Source: New York Times Cooking, Samin Nosrat
- 1 large shallot, minced
- 2 tablespoons plus 1 teaspoon aged sherry vinegar, plus additional, as needed
- 1 tablespoon warm water
- 1 cup extra-virgin olive oil
- 1 ½ teaspoons Dijon mustard
- 1 ½ teaspoons whole-grain mustard
- 1 ½ teaspoons honey (optional)
- 2 sprigs thyme, washed and stripped
- 1 large clove garlic, finely grated
- Salt and freshly ground black pepper
- Place the shallot in a fine-mesh strainer, and quickly rinse with cold water. Allow to drain, then place in a medium bowl, and add vinegar and warm water. Allow to sit for 2 minutes, then whisk in oil, mustards, honey (if using), thyme, garlic and a large pinch of salt. Taste, and adjust salt and vinegar as needed.
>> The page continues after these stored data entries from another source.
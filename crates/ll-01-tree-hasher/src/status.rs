//! Status snapshots and root reconstruction.
//!
//! A [`MerkleTreeStatus`] is the minimal restart state of an incremental
//! tree: the leaf count plus, per level, the root of the rightmost
//! complete-but-unmerged subtree (present exactly when the matching bit of
//! the leaf count is set). [`root_hash_from`] is the companion rule that
//! rebuilds the root after one more leaf without replaying history; the
//! pipeline persists a status at every block close and relies on this rule
//! after restarts.

use shared_crypto::{combine, null_hashes};
use shared_types::{Hash, MerkleTreeStatus};

use crate::error::{Result, TreeHasherError};

/// Reconstructs the root hash of `status.num_leaves + 1` leaves from a
/// status snapshot and the next leaf hash.
///
/// Walking up from the new leaf: at each level, a set bit of the old leaf
/// count means a rightmost subtree exists to combine on the left; a clear
/// bit means the new branch is leftmost and pads with the level's canonical
/// empty hash.
pub fn root_hash_from(status: &MerkleTreeStatus, next_leaf: Hash) -> Result<Hash> {
    let n = status.num_leaves;
    let height = (n + 1).next_power_of_two().trailing_zeros() as usize;
    let nulls = null_hashes(height.max(1));
    let mut hash = next_leaf;
    for level in 0..height {
        if (n >> level) & 1 == 1 {
            let left = status
                .rightmost_hashes
                .get(level)
                .copied()
                .flatten()
                .ok_or(TreeHasherError::InconsistentStatus { level })?;
            hash = combine(&left, &hash);
        } else {
            hash = combine(&hash, &nulls[level]);
        }
    }
    Ok(hash)
}

/// Folds the per-level pending nodes of a drained combiner chain into
/// canonical rightmost hashes.
///
/// Nodes feed a binary-counter accumulator in leaf order: higher levels
/// hold older leaves, so the chain is walked top-down. Two adjacent
/// complete subtrees at the same height always merge, which is exactly the
/// greedy combination an unbatched incremental tree would have performed.
pub(crate) fn rightmost_from_levels(levels: &[(usize, Vec<Hash>)]) -> Vec<Option<Hash>> {
    let mut acc: Vec<Option<Hash>> = Vec::new();
    for (height, nodes) in levels.iter().rev() {
        for &node in nodes {
            push_node(&mut acc, node, *height);
        }
    }
    acc
}

fn push_node(acc: &mut Vec<Option<Hash>>, mut carry: Hash, mut height: usize) {
    loop {
        if acc.len() <= height {
            acc.resize(height + 1, None);
        }
        match acc[height].take() {
            Some(left) => {
                carry = combine(&left, &carry);
                height += 1;
            }
            None => {
                acc[height] = Some(carry);
                return;
            }
        }
    }
}
/// The block stream production service.
pub struct BlockStreamService {
    config: BlockStreamConfig,
    software_version: SemanticVersion,
    writer_factory: Arc<dyn BlockItemWriterFactory>,
    signer: Arc<dyn BlockSigner>,
    state_store: Arc<dyn ChainStateStore>,
    pending_proofs: Arc<PendingProofTracker>,
    metrics: Arc<Metrics>,
    control: ControlMutex<ControlState>,
}
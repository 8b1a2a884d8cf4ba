//! Per-level batch combiners.
//!
//! Each tree level owns one [`LevelCombiner`]. Leaves (or combined hashes
//! from the level below) buffer in `pending`; every full batch combines
//! pairwise and the results forward, strictly in batch order, to the next
//! level's combiner. Large batches combine on the rayon pool and deliver
//! through a oneshot channel so the producer never blocks on digest work.

use std::collections::VecDeque;
use std::mem;

use shared_crypto::combine;
use shared_types::Hash;
use tokio::sync::oneshot;

/// A batch whose pairwise combination is either done or in flight on the
/// worker pool.
pub(crate) enum BatchOutput {
    Ready(Vec<Hash>),
    Scheduled(oneshot::Receiver<Vec<Hash>>),
}

pub(crate) struct LevelCombiner {
    /// Height of the nodes this level consumes (leaves are height 0).
    pub(crate) height: usize,
    batch_size: usize,
    offload_threshold: usize,
    /// Nodes waiting for a full batch.
    pub(crate) pending: Vec<Hash>,
    /// Combined batches not yet forwarded, in submission order.
    scheduled: VecDeque<BatchOutput>,
    pub(crate) next: Option<Box<LevelCombiner>>,
}

impl LevelCombiner {
    pub(crate) fn new(height: usize, batch_size: usize, offload_threshold: usize) -> Self {
        Self {
            height,
            batch_size,
            offload_threshold,
            pending: Vec::with_capacity(batch_size),
            scheduled: VecDeque::new(),
            next: None,
        }
    }

    pub(crate) fn add(&mut self, hash: Hash) {
        self.pending.push(hash);
        if self.pending.len() == self.batch_size {
            self.schedule_batch();
            self.forward_ready();
        }
    }

    pub(crate) fn add_all(&mut self, hashes: &[Hash]) {
        for &hash in hashes {
            self.add(hash);
        }
    }

    pub(crate) fn next_level(&mut self) -> &mut LevelCombiner {
        let (height, batch, threshold) = (self.height + 1, self.batch_size, self.offload_threshold);
        self.next
            .get_or_insert_with(|| Box::new(LevelCombiner::new(height, batch, threshold)))
    }

    fn schedule_batch(&mut self) {
        let batch = mem::replace(&mut self.pending, Vec::with_capacity(self.batch_size));
        if batch.len() >= self.offload_threshold {
            let (tx, rx) = oneshot::channel();
            rayon::spawn(move || {
                let _ = tx.send(combine_pairs(&batch));
            });
            self.scheduled.push_back(BatchOutput::Scheduled(rx));
        } else {
            self.scheduled.push_back(BatchOutput::Ready(combine_pairs(&batch)));
        }
    }

    /// Forwards already-completed batches to the next level without
    /// blocking; anything still in flight stays queued in order.
    fn forward_ready(&mut self) {
        while let Some(front) = self.scheduled.front_mut() {
            let combined = match front {
                BatchOutput::Ready(hashes) => mem::take(hashes),
                BatchOutput::Scheduled(rx) => match rx.try_recv() {
                    Ok(hashes) => hashes,
                    Err(_) => break,
                },
            };
            self.scheduled.pop_front();
            self.next_level().add_all(&combined);
        }
    }

    /// Awaits every in-flight batch of this level and forwards the results
    /// in submission order.
    pub(crate) async fn drain_scheduled(&mut self) {
        while let Some(front) = self.scheduled.pop_front() {
            let combined = match front {
                BatchOutput::Ready(hashes) => hashes,
                BatchOutput::Scheduled(rx) => rx
                    .await
                    .expect("hash combination worker dropped its result"),
            };
            self.next_level().add_all(&combined);
        }
    }
}

/// Pairwise combination of an even-length batch.
pub(crate) fn combine_pairs(batch: &[Hash]) -> Vec<Hash> {
    batch
        .chunks_exact(2)
        .map(|pair| combine(&pair[0], &pair[1]))
        .collect()
}

/// Pairwise combination with canonical padding: an odd trailing node pairs
/// with the level's empty-subtree hash.
pub(crate) fn combine_pairs_padded(nodes: &[Hash], null_hash: &Hash) -> Vec<Hash> {
    let mut out = Vec::with_capacity(nodes.len().div_ceil(2));
    let mut chunks = nodes.chunks_exact(2);
    for pair in &mut chunks {
        out.push(combine(&pair[0], &pair[1]));
    }
    if let [last] = chunks.remainder() {
        out.push(combine(last, null_hash));
    }
    out
}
- To serve, gently pile a generous handful of greens into a serving bowl, then sprinkle with salt, pepper and a generous drizzle of dressing. Continue with another handful of salad and more seasoning and dressing, repeating until you have a glorious, gravity-defying mound of salad. Top with a final drizzle of dressing, and serve immediately. Cover and refrigerate remaining dressing for up to 3 days.